• **PROBLEM TO SOLVE**
Where does the word "UnknownCard" appear in the data? Copy every line that holds it.

• **DATASET CONTENT**

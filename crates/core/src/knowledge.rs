//! Knowledge passage value type.

use serde::{Deserialize, Serialize};

/// A reference passage copied out of the corpus, scored against a question.
#[derive(Debug, Clone, PartialEq, Serialize, Deserialize)]
pub struct KnowledgePassage {
    pub text: String,
    /// Topic key the passage was indexed under.
    pub source_key: String,
    /// Relevance in `[0, 1]`.
    pub relevance_score: f64,
}
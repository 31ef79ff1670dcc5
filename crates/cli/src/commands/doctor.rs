//! `arcana doctor`: diagnose configuration and corpus health.

use arcana_config::AppConfig;
use arcana_core::{Deck, SpreadLayout};

pub fn run() -> Result<(), Box<dyn std::error::Error>> {
    println!("🩺 Arcana Doctor");
    println!("================\n");

    let mut issues = 0;

    let config_path = AppConfig::config_dir().join("config.toml");
    if !config_path.exists() {
        println!("  ⚠️  No config file, using defaults. Run `arcana onboard` to create one");
    }
    let config = match AppConfig::load() {
        Ok(config) => {
            println!("  ✅ Config valid (target: {})", config.default_target);
            config
        }
        Err(e) => {
            println!("  ❌ Config invalid: {e}");
            println!("\n  ⚠️  1 issue(s) found. See above for details.");
            return Ok(());
        }
    };

    let deck = Deck::standard();
    println!("  ✅ Deck catalog: {} cards", deck.len());
    println!("  ✅ Spread layouts: {}", SpreadLayout::all().len());

    match super::load_corpus(&config) {
        Ok(corpus) => {
            println!(
                "  ✅ Corpus loaded: {} passage(s) under {} key(s)",
                corpus.len(),
                corpus.key_count()
            );
            let uncovered = deck
                .cards()
                .iter()
                .filter(|card| card.is_major)
                .filter(|card| !corpus.contains_key(&format!("card:{}", card.slug())))
                .count();
            if uncovered > 0 {
                println!("  ⚠️  {uncovered} major card(s) have no corpus entry");
                issues += 1;
            }
        }
        Err(e) => {
            println!("  ❌ Corpus failed to load: {e}");
            issues += 1;
        }
    }

    println!();
    if issues == 0 {
        println!("  🎉 All checks passed!");
    } else {
        println!("  ⚠️  {issues} issue(s) found. See above for details.");
    }

    Ok(())
}
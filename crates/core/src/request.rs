//! Raw reading requests as they arrive from upstream collaborators.
//!
//! Nothing here is validated; the assembler's input guard turns a request
//! into placed cards or rejects it with an [`crate::InputError`].

use serde::{Deserialize, Serialize};
use std::collections::BTreeMap;

/// One drawn card as supplied by the card-draw collaborator.
#[derive(Debug, Clone, Default, PartialEq, Eq, Serialize, Deserialize)]
pub struct DrawnCard {
    #[serde(default)]
    pub card_name: Option<String>,
    #[serde(default)]
    pub position: Option<String>,
    #[serde(default)]
    pub reversed: bool,
}

impl DrawnCard {
    pub fn new(card_name: &str, position: &str, reversed: bool) -> Self {
        Self {
            card_name: Some(card_name.to_string()),
            position: Some(position.to_string()),
            reversed,
        }
    }
}

/// Everything the pipeline needs for one reading.
#[derive(Debug, Clone, Default, PartialEq, Eq, Serialize, Deserialize)]
pub struct ReadingRequest {
    pub spread_key: String,
    /// `None` means the upstream collaborator sent no card list at all.
    #[serde(default)]
    pub cards: Option<Vec<DrawnCard>>,
    #[serde(default)]
    pub question: String,
    /// Free-text reflections keyed by position label.
    #[serde(default)]
    pub reflections: BTreeMap<String, String>,
}
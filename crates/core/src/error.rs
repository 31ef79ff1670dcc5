//! Error types for the Arcana domain.
//!
//! Uses `thiserror` for ergonomic error definitions.
//! Each bounded context has its own error variant.

use thiserror::Error;

use crate::budget::Block;

/// The top-level error type for all Arcana operations.
#[derive(Debug, Error)]
pub enum Error {
    // --- Input-shape errors ---
    #[error("Invalid reading input: {0}")]
    Input(#[from] InputError),

    // --- Budget errors ---
    #[error("Budget error: {0}")]
    Budget(#[from] BudgetError),

    // --- Corpus errors ---
    #[error("Corpus error: {0}")]
    Corpus(#[from] CorpusError),

    // --- Configuration errors ---
    #[error("Configuration error: {message}")]
    Config { message: String },

    // --- Serialization ---
    #[error("Serialization error: {0}")]
    Serialization(#[from] serde_json::Error),
}

/// Result type alias using our Error.
pub type Result<T> = std::result::Result<T, Error>;

// --- Bounded context errors ---

/// Malformed spread input. Raised before reasoning or retrieval run.
#[derive(Debug, Clone, PartialEq, Error)]
pub enum InputError {
    #[error("No card list was supplied")]
    MissingCards,

    #[error("Unknown spread: {0}")]
    UnknownSpread(String),

    #[error("Spread '{spread}' expects {expected} cards, got {actual}")]
    CountMismatch {
        spread: String,
        expected: usize,
        actual: usize,
    },

    #[error("Card at index {index} is missing required field '{field}'")]
    MissingField { index: usize, field: &'static str },

    #[error("Card at index {index} names unknown card '{name}'")]
    UnknownCard { index: usize, name: String },

    #[error("Card at index {index} uses position '{position}' which spread '{spread}' does not declare")]
    UnknownPosition {
        index: usize,
        position: String,
        spread: String,
    },

    #[error("Card at index {index} repeats position '{position}'")]
    DuplicatePosition { index: usize, position: String },

    #[error("Card at index {index} repeats card '{name}', which is already in the spread")]
    DuplicateCard { index: usize, name: String },
}

impl InputError {
    /// Index of the offending card entry, when the error concerns one.
    pub fn index(&self) -> Option<usize> {
        match self {
            Self::MissingField { index, .. }
            | Self::UnknownCard { index, .. }
            | Self::UnknownPosition { index, .. }
            | Self::DuplicatePosition { index, .. }
            | Self::DuplicateCard { index, .. } => Some(*index),
            Self::MissingCards | Self::UnknownSpread(_) | Self::CountMismatch { .. } => None,
        }
    }
}

/// Critical content that cannot fit inside a block budget.
///
/// Fatal to the request. Callers must not retry with a relaxed budget.
#[derive(Debug, Clone, PartialEq, Error)]
pub enum BudgetError {
    #[error(
        "Critical {block} content needs {critical_tokens} tokens, over the safety margin of a {budget}-token budget by {overflow_pct:.1} points"
    )]
    Exceeded {
        block: Block,
        critical_tokens: usize,
        budget: usize,
        /// Percentage points above the safety margin.
        overflow_pct: f64,
    },
}

#[derive(Debug, Error)]
pub enum CorpusError {
    #[error("Failed to read corpus at {path}: {reason}")]
    Read { path: String, reason: String },

    #[error("Failed to parse corpus at {path}: {reason}")]
    Parse { path: String, reason: String },

    #[error("Invalid corpus: {0}")]
    Invalid(String),
}

#[cfg(test)]
mod tests {
    use super::*;

    #[test]
    fn budget_error_displays_overflow() {
        let err = Error::Budget(BudgetError::Exceeded {
            block: Block::System,
            critical_tokens: 850,
            budget: 1000,
            overflow_pct: 5.0,
        });
        let text = err.to_string();
        assert!(text.contains("850"));
        assert!(text.contains("1000"));
        assert!(text.contains("5.0"));
        assert!(text.contains("system"));
    }

    #[test]
    fn input_error_carries_index() {
        let err = InputError::MissingField {
            index: 2,
            field: "card_name",
        };
        assert_eq!(err.index(), Some(2));
        assert!(err.to_string().contains("card_name"));
        assert_eq!(InputError::MissingCards.index(), None);
    }
}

• **YOUR SOLUTION**
    UnknownCard { index: usize, name: String },
            | Self::UnknownCard { index, .. }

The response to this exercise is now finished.